Though this is not as detailed as I would have liked, I simply cannot remember that far back.  I can safely say, however, that my English experience was still very “old school,” meaning that simple practice was supposed to make perfect, not troubled with bridging cursory grammar and rhetorical  tools understanding the way English 1010 often incorporates now (okay, one out of two; there is little to no emphasis on grammar anymore). I didn’t learn any of the rhetorical tools until I was required to teach them to students as a teaching assistant in grad school.  While I wish it had not taken me that long to accumulate such skills necessary to be truly conversant in needed composition skills and academic discourse, I cannot complain because my journey was my journey and made me appreciate finally having said tools in my arsenal that I may not have appreciated if I had obtained them earlier versus the harder or longer route to them.

Discipula


Hello Blog!

This week’s topic is how working as a tutor in the Writing Center has affected my life as a student.

Being a tutor has influenced my schoolwork in a few ways. For one, I am more cognizant of what goes on the pages of my papers. I have learned so many organization, grammar, syntax, and flow rules from this class as well as by having to explain concepts to tutees that come through the Writing Center and DELC. I also believe that my clarity and ways of explaining concepts in a paper have improved because of tutoring. In many, many tutoring sessions I have had to find alternate ways in which to explain and describe concepts and subjects to tutees in a way different from the way I originally tried to explain it. Everyone’s learning styles are different, and that has something to do with how students take in information, but sometimes I know that I am just not being totally clear with the student and I need to change my ways. Working as a tutor has helped me to write more clearly in my own work.

Being a tutor has also helped me develop as a student in general. I have a better idea what professors are looking for in their assignments. I have tutored papers for some classes that I may have to take in the future, and by looking at how someone else did the assignment, it helps me to have a clearer view of what the professor may be looking for. Also, I start every tutoring session by finding out what the assignment is and, if possible, by reading the assignment description and grading rubric. Sometimes students that come into the Writing Center completely miss the mark on an assignment because they did not read the assignment very closely. This has helped me as a student to read assignments more carefully and closely follow directions.
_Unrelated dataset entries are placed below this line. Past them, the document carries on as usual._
// SPDX-License-Identifier: Apache-2.0
// © James Ross Ω FLYING•ROBOTS <https://github.com/flyingrobots>
//! Filesystem-backed `ConfigStore` (uses the platform config dir by default).

use directories::ProjectDirs;
use lightsync_app_core::config::{ConfigError, ConfigStore};
use std::fs;
use std::path::{Path, PathBuf};

/// Store configs as `<key>.json` files under one directory.
pub struct FsConfigStore {
    base: PathBuf,
}

impl FsConfigStore {
    /// Create a store rooted at the user config directory (e.g., `~/.config/LightSync`).
    pub fn new() -> Result<Self, ConfigError> {
        let proj = ProjectDirs::from("dev", "flyingrobots", "LightSync")
            .ok_or_else(|| ConfigError::Other("could not resolve config dir".into()))?;
        Self::at(proj.config_dir())
    }

    /// Create a store rooted at an explicit directory, creating it if needed.
    pub fn at(base: impl AsRef<Path>) -> Result<Self, ConfigError> {
        let base = base.as_ref().to_path_buf();
        fs::create_dir_all(&base)?;
        Ok(Self { base })
    }

    /// Directory holding the config files.
    pub fn base(&self) -> &Path {
        &self.base
    }

    fn path_for(&self, key: &str) -> PathBuf {
        self.base.join(format!("{key}.json"))
    }
}

impl ConfigStore for FsConfigStore {
    fn load_raw(&self, key: &str) -> Result<Vec<u8>, ConfigError> {
        match fs::read(self.path_for(key)) {
            Ok(bytes) => Ok(bytes),
            Err(err) if err.kind() == std::io::ErrorKind::NotFound => Err(ConfigError::NotFound),
            Err(err) => Err(ConfigError::Io(err)),
        }
    }

    fn save_raw(&self, key: &str, data: &[u8]) -> Result<(), ConfigError> {
        let path = self.path_for(key);
        if let Some(parent) = path.parent() {
            fs::create_dir_all(parent)?;
        }
        fs::write(path, data)?;
        Ok(())
    }
}

#[cfg(test)]
mod tests {
    use super::*;
    use lightsync_app_core::config::ConfigService;
    use lightsync_app_core::prefs::{SyncPrefs, PREFS_KEY};

    #[test]
    fn missing_key_is_not_found() {
        let dir = tempfile::tempdir().unwrap();
        let store = FsConfigStore::at(dir.path()).unwrap();
        assert!(matches!(store.load_raw("nope"), Err(ConfigError::NotFound)));
    }

    #[test]
    fn prefs_written_as_json_file() {
        let dir = tempfile::tempdir().unwrap();
        let svc = ConfigService::new(FsConfigStore::at(dir.path().join("nested")).unwrap());
        let prefs: SyncPrefs = svc.load_or_init(PREFS_KEY).unwrap();
        assert_eq!(prefs, SyncPrefs::default());

        let text = fs::read_to_string(dir.path().join("nested/light_sync.json")).unwrap();
        assert!(text.contains("\"port\": 5173"));
    }
}
// SPDX-License-Identifier: Apache-2.0
// © James Ross Ω FLYING•ROBOTS <https://github.com/flyingrobots>
//! Light host trait defining the scene contract.

use core::fmt;

use crate::{HostError, LightKind, LinearColor, Rotator, Vec3};

/// Opaque reference to a light instantiated by a host.
#[repr(transparent)]
#[derive(Clone, Copy, Debug, PartialEq, Eq, PartialOrd, Ord, Hash)]
pub struct HostHandle(pub u64);

impl fmt::Display for HostHandle {
    fn fmt(&self, f: &mut fmt::Formatter<'_>) -> fmt::Result {
        write!(f, "#{}", self.0)
    }
}

/// How often the host may move or relight a component.
#[derive(Clone, Copy, Debug, PartialEq, Eq)]
pub enum Mobility {
    /// Baked; never changes after load.
    Static,
    /// Fixed transform, adjustable color/intensity.
    Stationary,
    /// Fully dynamic; may change every frame.
    Movable,
}

/// Scene host port trait.
///
/// Implementors own real scene objects (a game engine's actors, a renderer's
/// nodes, a log). All methods are called from the scene thread only.
///
/// # Design
///
/// This trait is a hexagonal port. The reconciliation engine decides what
/// to create, update, and destroy; adapters implement this trait to do it.
///
/// # Rotation
///
/// `spawn_light` receives the rotation, but some hosts ignore it at
/// construction time. Callers set rotation again with `set_rotation` after
/// spawning; hosts that honor it at spawn may treat the second call as a no-op.
pub trait LightHost {
    /// Instantiate a light of `kind` at a world-space transform.
    fn spawn_light(
        &mut self,
        kind: LightKind,
        location: Vec3,
        rotation: Rotator,
    ) -> Result<HostHandle, HostError>;

    /// Move a light.
    fn set_location(&mut self, handle: HostHandle, location: Vec3) -> Result<(), HostError>;

    /// Re-orient a light.
    fn set_rotation(&mut self, handle: HostHandle, rotation: Rotator) -> Result<(), HostError>;

    /// Set intensity in host photometric units.
    fn set_intensity(&mut self, handle: HostHandle, intensity: f32) -> Result<(), HostError>;

    /// Set light color.
    fn set_color(&mut self, handle: HostHandle, color: LinearColor) -> Result<(), HostError>;

    /// Set component mobility.
    fn set_mobility(&mut self, handle: HostHandle, mobility: Mobility) -> Result<(), HostError>;

    /// Set spot cone angles in degrees. Only valid for spot lights.
    fn set_cone_angles(
        &mut self,
        handle: HostHandle,
        inner_deg: f32,
        outer_deg: f32,
    ) -> Result<(), HostError>;

    /// Remove a light from the scene.
    fn destroy_light(&mut self, handle: HostHandle) -> Result<(), HostError>;
}
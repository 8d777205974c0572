// SPDX-License-Identifier: Apache-2.0
// © James Ross Ω FLYING•ROBOTS <https://github.com/flyingrobots>
//! Light-sync service: receives CAD light payloads over TCP and reconciles
//! them into a host scene.
//!
//! Network work (accept, read) runs on a tokio runtime and only ever enqueues
//! text. Decoding, reconciliation, and every [`lightsync_port::LightHost`]
//! call happen on the scene thread via [`LightSyncController::tick`].

pub mod acceptor;
pub mod controller;
pub mod engine;
pub mod materializer;
mod tracing_host;

pub use acceptor::{
    payload_queue, Acceptor, BindError, ConnectionState, InboundPayload, PayloadReceiver,
    PayloadSender, ReadError, ReadLimits,
};
pub use controller::{wire_profile, LightSyncController};
pub use engine::{
    ApplyReport, DrainReport, ImportReport, LegacyImportError, MaterializedLight, SyncEngine,
};
pub use tracing_host::TracingHost;
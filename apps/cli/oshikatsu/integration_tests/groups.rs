use crate::helpers::{Harness, group_json};

use oshikatsu::Outcome;
use oshikatsu::cli::{Command, GroupFieldArgs, GroupsCommand, SearchArgs};

use serde_json::json;
use wiremock::matchers::{body_json, method, path, query_param};
use wiremock::{Mock, MockServer, ResponseTemplate};

fn fuzzy(query: &str) -> SearchArgs {
    SearchArgs {
        query: query.to_string(),
        fuzzy: true,
        ..SearchArgs::default()
    }
}

/// **VALUE**: Both match modes on the command line hit the workflow's
/// conflict check; nothing is sent.
#[tokio::test]
async fn given_full_and_fuzzy_when_searching_then_conflict_message_and_no_request() {
    let server = MockServer::start().await;
    let harness = Harness::new(&server.uri()).signed_in();

    let command = Command::Groups(GroupsCommand::Search(SearchArgs {
        query: "ホロ".to_string(),
        full: true,
        fuzzy: true,
        ..SearchArgs::default()
    }));
    let (outcome, output) = harness.run(&command).await;

    assert_eq!(outcome, Outcome::Rejected);
    assert!(output.contains("全文一致とあいまい検索は同時に選択できません"));
    assert!(server.received_requests().await.unwrap().is_empty());
}

#[tokio::test]
async fn given_no_results_when_searching_then_no_match_hint() {
    let server = MockServer::start().await;
    Mock::given(method("GET"))
        .and(path("/api/oshi-groups/list-company"))
        .and(query_param("company", "存在しない"))
        .respond_with(ResponseTemplate::new(200).set_body_json(json!([])))
        .expect(1)
        .mount(&server)
        .await;
    let harness = Harness::new(&server.uri()).signed_in();

    let command = Command::Groups(GroupsCommand::Search(SearchArgs {
        query: "存在しない".to_string(),
        by_company: true,
        ..SearchArgs::default()
    }));
    let (outcome, output) = harness.run(&command).await;

    assert_eq!(outcome, Outcome::Done);
    assert_eq!(output, "該当するグループはありません\n");
}

/// **VALUE**: Scenario C end to end: an empty group name never leaves the CLI.
#[tokio::test]
async fn given_missing_group_name_when_creating_then_modal_errors_and_no_request() {
    let server = MockServer::start().await;
    let harness = Harness::new(&server.uri()).signed_in();

    let command = Command::Groups(GroupsCommand::Create {
        search: SearchArgs::default(),
        fields: GroupFieldArgs::default(),
    });
    let (outcome, output) = harness.run(&command).await;

    assert_eq!(outcome, Outcome::Rejected);
    assert!(output.contains("推しグループを新規作成"));
    assert!(output.contains("! グループ名を入力してください"));
    assert!(server.received_requests().await.unwrap().is_empty());
}

/// **VALUE**: Scenario D end to end: create, then refetch with the search.
///
/// **BUG THIS CATCHES**: Printing the created entity without refetching, or
/// sending empty optional fields.
#[tokio::test]
async fn given_search_and_new_group_when_creating_then_created_and_list_is_refetched() {
    let server = MockServer::start().await;
    Mock::given(method("GET"))
        .and(path("/api/oshi-groups/list-group"))
        .and(query_param("fuzzy", "true"))
        .and(query_param("groupName", "ホロ"))
        .respond_with(
            ResponseTemplate::new(200).set_body_json(json!([group_json(1, "ホロライブ", None)])),
        )
        .expect(2)
        .mount(&server)
        .await;
    Mock::given(method("POST"))
        .and(path("/api/oshi-groups/create"))
        .and(body_json(json!({"groupName": "ホロスターズ"})))
        .respond_with(
            ResponseTemplate::new(200).set_body_json(group_json(2, "ホロスターズ", None)),
        )
        .expect(1)
        .mount(&server)
        .await;
    let harness = Harness::new(&server.uri()).signed_in();

    let command = Command::Groups(GroupsCommand::Create {
        search: fuzzy("ホロ"),
        fields: GroupFieldArgs {
            group_name: Some("ホロスターズ".to_string()),
            company: Some(String::new()),
            description: None,
        },
    });
    let (outcome, output) = harness.run(&command).await;

    assert_eq!(outcome, Outcome::Done, "{output}");
    assert!(output.contains("保存しました"));
    assert!(output.contains("[1] ホロライブ"));
}

/// **VALUE**: A save whose refetch fails still reports the failure through
/// the exit code.
///
/// **WHY THIS MATTERS**: Scripts check the exit code; the list printed after
/// the save is an error banner, not the data.
///
/// **BUG THIS CATCHES**: Returning success once the write went through,
/// regardless of the list that follows it.
#[tokio::test]
async fn given_refetch_failure_when_creating_then_saved_but_rejected() {
    // GIVEN: Create succeeds, the follow-up company search fails
    let server = MockServer::start().await;
    Mock::given(method("POST"))
        .and(path("/api/oshi-groups/create"))
        .respond_with(
            ResponseTemplate::new(200).set_body_json(group_json(3, "ぶいすぽっ", None)),
        )
        .expect(1)
        .mount(&server)
        .await;
    Mock::given(method("GET"))
        .and(path("/api/oshi-groups/list-company"))
        .respond_with(ResponseTemplate::new(500).set_body_json(json!({
            "status": 500,
            "message": "一覧を取得できません"
        })))
        .expect(1)
        .mount(&server)
        .await;
    let harness = Harness::new(&server.uri()).signed_in();

    // WHEN: Creating with an empty company search as the refetch criteria
    let command = Command::Groups(GroupsCommand::Create {
        search: SearchArgs {
            by_company: true,
            ..SearchArgs::default()
        },
        fields: GroupFieldArgs {
            group_name: Some("ぶいすぽっ".to_string()),
            ..GroupFieldArgs::default()
        },
    });
    let (outcome, output) = harness.run(&command).await;

    // THEN: The save is reported, the banner is shown, and the outcome is a rejection
    assert!(output.contains("保存しました"), "{output}");
    assert!(output.contains("一覧を取得できません"), "{output}");
    assert_eq!(outcome, Outcome::Rejected);
}

/// **VALUE**: Scenario E end to end: the server's field error is shown under
/// the field and the command reports a rejection.
#[tokio::test]
async fn given_server_field_error_when_editing_then_field_message_is_rendered() {
    let server = MockServer::start().await;
    Mock::given(method("GET"))
        .and(path("/api/oshi-groups/list-group"))
        .respond_with(
            ResponseTemplate::new(200)
                .set_body_json(json!([group_json(4, "にじさんじ", Some("ANYCOLOR"))])),
        )
        .mount(&server)
        .await;
    Mock::given(method("POST"))
        .and(path("/api/oshi-groups/update"))
        .and(body_json(json!({
            "groupId": 4,
            "groupName": "ホロライブ",
            "company": "ANYCOLOR"
        })))
        .respond_with(ResponseTemplate::new(400).set_body_json(json!({
            "status": 400,
            "message": "入力エラー",
            "errors": {"groupName": "既に登録されています"}
        })))
        .expect(1)
        .mount(&server)
        .await;
    let harness = Harness::new(&server.uri()).signed_in();

    let command = Command::Groups(GroupsCommand::Edit {
        id: 4,
        search: fuzzy("にじ"),
        fields: GroupFieldArgs {
            group_name: Some("ホロライブ".to_string()),
            ..GroupFieldArgs::default()
        },
    });
    let (outcome, output) = harness.run(&command).await;

    assert_eq!(outcome, Outcome::Rejected);
    assert!(output.contains("推しグループを編集"));
    assert!(output.contains("エラー: 入力エラー (HTTP 400)"));
    assert!(output.contains("グループ名: ホロライブ"));
    assert!(output.contains("! 既に登録されています"));
    assert!(output.contains("会社: ANYCOLOR"));
}

#[tokio::test]
async fn given_id_not_in_results_when_editing_then_rejected_without_update() {
    let server = MockServer::start().await;
    Mock::given(method("GET"))
        .and(path("/api/oshi-groups/list-group"))
        .respond_with(ResponseTemplate::new(200).set_body_json(json!([])))
        .mount(&server)
        .await;
    let harness = Harness::new(&server.uri()).signed_in();

    let command = Command::Groups(GroupsCommand::Edit {
        id: 99,
        search: fuzzy("x"),
        fields: GroupFieldArgs::default(),
    });
    let (outcome, output) = harness.run(&command).await;

    assert_eq!(outcome, Outcome::Rejected);
    assert!(output.contains("ID 99"));
    assert_eq!(server.received_requests().await.unwrap().len(), 1);
}

#[tokio::test]
async fn given_json_flag_when_searching_then_list_is_printed_as_json() {
    let server = MockServer::start().await;
    Mock::given(method("GET"))
        .and(path("/api/oshi-groups/list-group"))
        .respond_with(
            ResponseTemplate::new(200).set_body_json(json!([group_json(1, "ホロライブ", None)])),
        )
        .mount(&server)
        .await;
    let harness = Harness::new(&server.uri()).signed_in();

    let command = Command::Groups(GroupsCommand::Search(fuzzy("ホロ")));
    let (outcome, output) = harness.run_with(&command, true).await;

    assert_eq!(outcome, Outcome::Done);
    let parsed: serde_json::Value = serde_json::from_str(&output).unwrap();
    assert_eq!(parsed[0]["groupName"], "ホロライブ");
}
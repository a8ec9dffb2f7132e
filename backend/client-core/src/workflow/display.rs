//! Presentation helpers shared by every front-end.

use super::state::WorkflowState;

pub const NO_MATCH_HINT: &str = "該当するグループはありません";
pub const ENTER_CRITERIA_HINT: &str = "検索条件を入力して検索してください";

/// `2024-01-15T10:30:00[.fff][zone]` → `2024/01/15 10:30`.
///
/// Anything that does not look like an ISO local date-time is returned as is.
pub fn format_timestamp(raw: &str) -> String {
    let (Some(date), Some(time)) = (raw.get(..10), raw.get(11..16)) else {
        return raw.to_string();
    };

    let separator = raw.as_bytes()[10];
    if separator != b'T' && separator != b' ' {
        return raw.to_string();
    }

    if !matches_pattern(date, "dddd-dd-dd") || !matches_pattern(time, "dd:dd") {
        return raw.to_string();
    }

    format!("{} {}", date.replace('-', "/"), time)
}

fn matches_pattern(value: &str, pattern: &str) -> bool {
    value.len() == pattern.len()
        && value.bytes().zip(pattern.bytes()).all(|(c, p)| match p {
            b'd' => c.is_ascii_digit(),
            other => c == other,
        })
}

/// Hint shown in place of an empty list, `None` while results exist.
pub fn empty_list_hint(state: &WorkflowState) -> Option<&'static str> {
    if !state.groups().is_empty() {
        return None;
    }

    let has_query = state
        .last_criteria()
        .map(|criteria| !criteria.query().trim().is_empty())
        .unwrap_or_else(|| !state.search_form.query.trim().is_empty());

    Some(if has_query {
        NO_MATCH_HINT
    } else {
        ENTER_CRITERIA_HINT
    })
}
The way that I think of myself as a student has also changed. When I read a paper for a tutoring session, I am reading the paper as would a professor if the professor had seen this draft of the work. It is not exactly the same I am sure, especially because we are only peers and we do not have the experience of professors in their so-and-so year, and we do not have any preconceived notions about what the paper is supposed to look like, but we are looking at the paper to help a student become a better writer, and in doing so, we do point out patterns of error in many areas. In some sense we are looking at the paper from the other side of the desk. This has changed the way I view myself as a student because I know that the professor is there to help the student. The professor (hopefully) has the student’s best interest in mind. I have learned to better respect my professors and ask for help if I need it because professors care (or they should, and if they don’t, then what is the purpose of their job?).

Being a tutor has affected many aspects of my schooling and student life. Not only my schoolwork has been affected, but also my approach to being a student and the way I think about myself as a student. Tutoring has done things for me that I did not expect.